Peter A. Juley & Son

Alfeo Faggi, n.d.

Gelatin silver print

Smithsonian American Art Museum

 

The significent and surprisingly little remembered Woodstock sculptor Alfeo Faggi was born in Florence, Italy in 1885. At about the age of six Faggi observed a small figurine of a man playing a flute at a puppet show. He became so enamored with the figurine that he stole it. His mother ordered the child to return the figure, but the experience marked his initial love of sculpture.


Faggi’s father Alessandro was a fresco painter and gave him his first art lessons. At 13 he entered the Academia Belle Arti, and during his time there won the three highest medals awarded at the school. Among his fellow students was Amedeo Modigliani. Upon finishing art school Faggi studied anatomy at a local hospital. He now began to emulate the work of the Italian primitives – he was especially drawn to the paintings of Giotto. While standing in front of a work by Michelangelo at the Casa Buonarroti a guard remarked that artists should not picture things as they are, but as they ought to be. The remark came as a revelation - Faggi abandoned the academic formulas he had been taught in school, and in his sculpture embraced the realm of the imagination.
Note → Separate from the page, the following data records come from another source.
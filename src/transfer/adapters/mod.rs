//! Adapters module - provider exporters and importers

pub mod traits;
pub mod mock;

pub use traits::{Exporter, Importer};
pub use mock::{MockExporter, MockImporter};
//! Error types for the transfer engine
//!
//! `ProviderError` is what exporters and importers return; `TransferError`
//! is the crate-wide error surfaced by the executor, the traversal engine,
//! the job store and the worker.

use thiserror::Error;

use crate::transfer::retry::EXPORT_CALL;
use crate::transfer::state::{AuthorizationState, JobState};
use crate::transfer::types::JobId;

/// Result type for transfer operations
pub type Result<T> = std::result::Result<T, TransferError>;

/// Failure reported by a provider adapter call
#[derive(Error, Debug)]
pub enum ProviderError {
    /// Timeouts, 5xx and other flaky failures
    #[error("Transient provider error: {0}")]
    Transient(String),

    /// 401/403-class failures
    #[error("Unauthorized: {0}")]
    Unauthorized(String),

    /// Destination has no room left for the data
    #[error("Destination full: {0}")]
    DestinationFull(String),

    /// Referenced resource does not exist on the provider side
    #[error("Not found: {0}")]
    NotFound(String),

    #[error(transparent)]
    Other(#[from] anyhow::Error),
}

impl ProviderError {
    /// Upper bound on attempts this error allows, regardless of strategy
    ///
    /// `None` means the retry strategy decides.
    pub fn attempt_limit(&self) -> Option<u32> {
        match self {
            ProviderError::Transient(_) | ProviderError::Other(_) => None,
            // one credential refresh, then give up
            ProviderError::Unauthorized(_) => Some(2),
            ProviderError::DestinationFull(_) | ProviderError::NotFound(_) => Some(1),
        }
    }

    pub fn is_retryable(&self) -> bool {
        self.attempt_limit().map_or(true, |limit| limit > 1)
    }
}

/// Errors that can occur while orchestrating a transfer
#[derive(Error, Debug)]
pub enum TransferError {
    #[error("Invalid authorization for state {state}: {field} must be {expected}")]
    InvalidAuthorization {
        state: AuthorizationState,
        field: &'static str,
        expected: &'static str,
    },

    #[error("Job {job_id} is in authorization state {actual}, expected {expected}")]
    UnexpectedAuthorizationState {
        job_id: JobId,
        expected: AuthorizationState,
        actual: AuthorizationState,
    },

    #[error("Job not found: {0}")]
    JobNotFound(JobId),

    #[error("Job {job_id} already finished in state {state}")]
    JobFinished { job_id: JobId, state: JobState },

    #[error("Job {0} is no longer held by this worker")]
    LeaseLost(JobId),

    #[error("Job already exists: {0}")]
    JobExists(JobId),

    #[error("{0} is not a known key")]
    NotCached(String),

    #[error("Executor used before being bound to a job")]
    ExecutorNotBound,

    #[error("No {role} registered for service '{service}' and data type '{data_type}'")]
    UnknownProvider {
        role: &'static str,
        service: String,
        data_type: String,
    },

    #[error("Cannot merge {from} container into {into} container")]
    IncompatibleContainers {
        from: &'static str,
        into: &'static str,
    },

    #[error("Export failed: {0}")]
    Export(String),

    #[error(transparent)]
    Provider(#[from] ProviderError),

    #[error("{label} failed after {attempts} attempts: {source}")]
    RetriesExhausted {
        label: String,
        attempts: u32,
        #[source]
        source: ProviderError,
    },

    #[error("Job {0} was canceled")]
    Canceled(JobId),

    #[error("Job {0} timed out waiting for auth data")]
    AuthorizationTimedOut(JobId),

    #[error("Credential error: {0}")]
    Crypto(String),

    #[error("Store error: {0}")]
    Store(String),

    #[error("Sled error: {0}")]
    Sled(#[from] sled::Error),

    #[error("Serialization error: {0}")]
    Serialization(#[from] serde_json::Error),

    #[error("Configuration error: {0}")]
    Config(#[from] config::ConfigError),
}

impl TransferError {
    /// The provider error at the root of this failure, if any
    pub fn provider_error(&self) -> Option<&ProviderError> {
        match self {
            TransferError::Provider(e) => Some(e),
            TransferError::RetriesExhausted { source, .. } => Some(source),
            _ => None,
        }
    }
}

impl From<TransferError> for ProviderError {
    fn from(err: TransferError) -> Self {
        match err {
            TransferError::Provider(e) | TransferError::RetriesExhausted { source: e, .. } => e,
            other => ProviderError::Other(anyhow::Error::new(other)),
        }
    }
}

/// User-visible reason a job ended in the error state
#[derive(Debug, Clone, PartialEq, Eq)]
pub enum FailureReason {
    DestinationFull(String),
    NotFound(String),
    Unauthorized,
    AuthorizationTimedOut,
    ExportFailed,
    ImportFailed,
    Internal,
}

impl FailureReason {
    pub fn from_error(err: &TransferError) -> Self {
        match err.provider_error() {
            Some(ProviderError::DestinationFull(msg)) => FailureReason::DestinationFull(msg.clone()),
            Some(ProviderError::NotFound(msg)) => FailureReason::NotFound(msg.clone()),
            Some(ProviderError::Unauthorized(_)) => FailureReason::Unauthorized,
            Some(_) => match err {
                TransferError::RetriesExhausted { label, .. } if label == EXPORT_CALL => {
                    FailureReason::ExportFailed
                }
                _ => FailureReason::ImportFailed,
            },
            None => match err {
                TransferError::Export(_) => FailureReason::ExportFailed,
                TransferError::AuthorizationTimedOut(_) => FailureReason::AuthorizationTimedOut,
                _ => FailureReason::Internal,
            },
        }
    }

    pub fn as_str(&self) -> &'static str {
        match self {
            FailureReason::DestinationFull(_) => "destination_full",
            FailureReason::NotFound(_) => "not_found",
            FailureReason::Unauthorized => "unauthorized",
            FailureReason::AuthorizationTimedOut => "authorization_timed_out",
            FailureReason::ExportFailed => "export_failed",
            FailureReason::ImportFailed => "import_failed",
            FailureReason::Internal => "internal",
        }
    }
}

impl std::fmt::Display for FailureReason {
    fn fmt(&self, f: &mut std::fmt::Formatter<'_>) -> std::fmt::Result {
        match self {
            FailureReason::DestinationFull(msg) | FailureReason::NotFound(msg) => {
                write!(f, "{}: {}", self.as_str(), msg)
            }
            _ => write!(f, "{}", self.as_str()),
        }
    }
}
Eva Watson-Schütze (1867-1935)

Beatrice Butler (later Faggi), c. 1905

Platinum print

Samuel Dorsky Museum of Art

Alfeo Faggi (1885-1966)

Rabindranath Tagore, 1920

Alfeo Faggi 1885-1966)

Robert Frost, c. 1920

Alfeo Faggi (1885-1966)

Padraic Colum, 1919

Bronze

 

In about 1912, Faggi met the American pianist and song composer Beatrice Butler, who came to Florence to visit her sister, Mrs. James Stewart, the wife of the court dentist in Italy and Holland. Mrs. Stewart arranged portrait commissions for Faggi back in her native Chicago, and he came to America in 1913 with the money that was advanced to him. He created portraits of several prominent society women in the arts, including Mrs. Chauncey Blair, Mrs. Cyrus McCormick and Mrs. Martin Ryerson. He also created likenesses of the Bengalese poet Rabindranath Tagore (which was shown at the Woodstock Artists Association in 1933), and the American poet Robert Frost and Irish writer Padraic Colum. His portraits were critically praised for their undulating, rhythmic command of design. Faggi and Butler married in 1916.

Alfeo Faggi (1885-1966)

Yone Noguchi, 1920

Bronze

 

Faggi’s portrait of Yone Noguchi dates from 1920. It was created while the Japanese writer was visiting the home of Mrs. William Vaughn Moody in Chicago. The sitter later wrote of how well the bust was received when it was exhibited at the Imperial Museum in Tokyo. The portrait ranks as one of the sculptor’s finest likenesses. Faggi sought to convey his initial impression that Noguchi’s face looked “like ivory smoothed by a thousand years of handling.”[1] The portrait served as the frontispiece for Noguchi’s book of selected poems, published in 1921. Bronze casts are in the collection of the Art Institute of Chicago, the Minneapolis Institute of Art, and the New York State Museum.

 

Yone Noguchi was born in 1875 in Tsushima. While studying at Keio Gijuku, Noguchi decided to travel to the United States. After arriving in San Francisco in 1893, he worked as a journalist and as a domestic servant before deciding to pursue poetry. A few years later, Noguchi published his first poems in a small San Francisco magazine called The Lark. He went on to establish a successful career as a writer, publishing many articles and several books of poetry and prose.

Winold Reiss (1886-1953)

Isamu Noguchi, c. 1929

Pastel on paper

National Portrait Gallery


In 1901, Yone met the Irish-American writer and educator Leonie Gilmour in New York when she took a job as his editor during his brief stay in the city. They never officially married, and Yone returned to Japan in 1905, three months prior to Leonie giving birth to their child, the future sculptor Isamu Noguchi, who occasionally spent time in Woodstock over the decades.

Alfeo Faggi (1885-1966)

Mother and Child, c. 1915

Plaster


Alfeo Faggi (1885-1966)

St. Francis, 1915

(Cast 1921)

Bronze

Albright-Knox Art Gallery

 

In the mid-teens Faggi created his sculpture Mother and Child, in which the figure of the mother rises straight into space like a column. Also dating from this time is Faggi’s sculpture of St. Francis. He depicted the saint on several occasions, but this work is especially sympathetic and poetic, conveying his gentle spirit and exquisitely rendering the flowing curves of his form.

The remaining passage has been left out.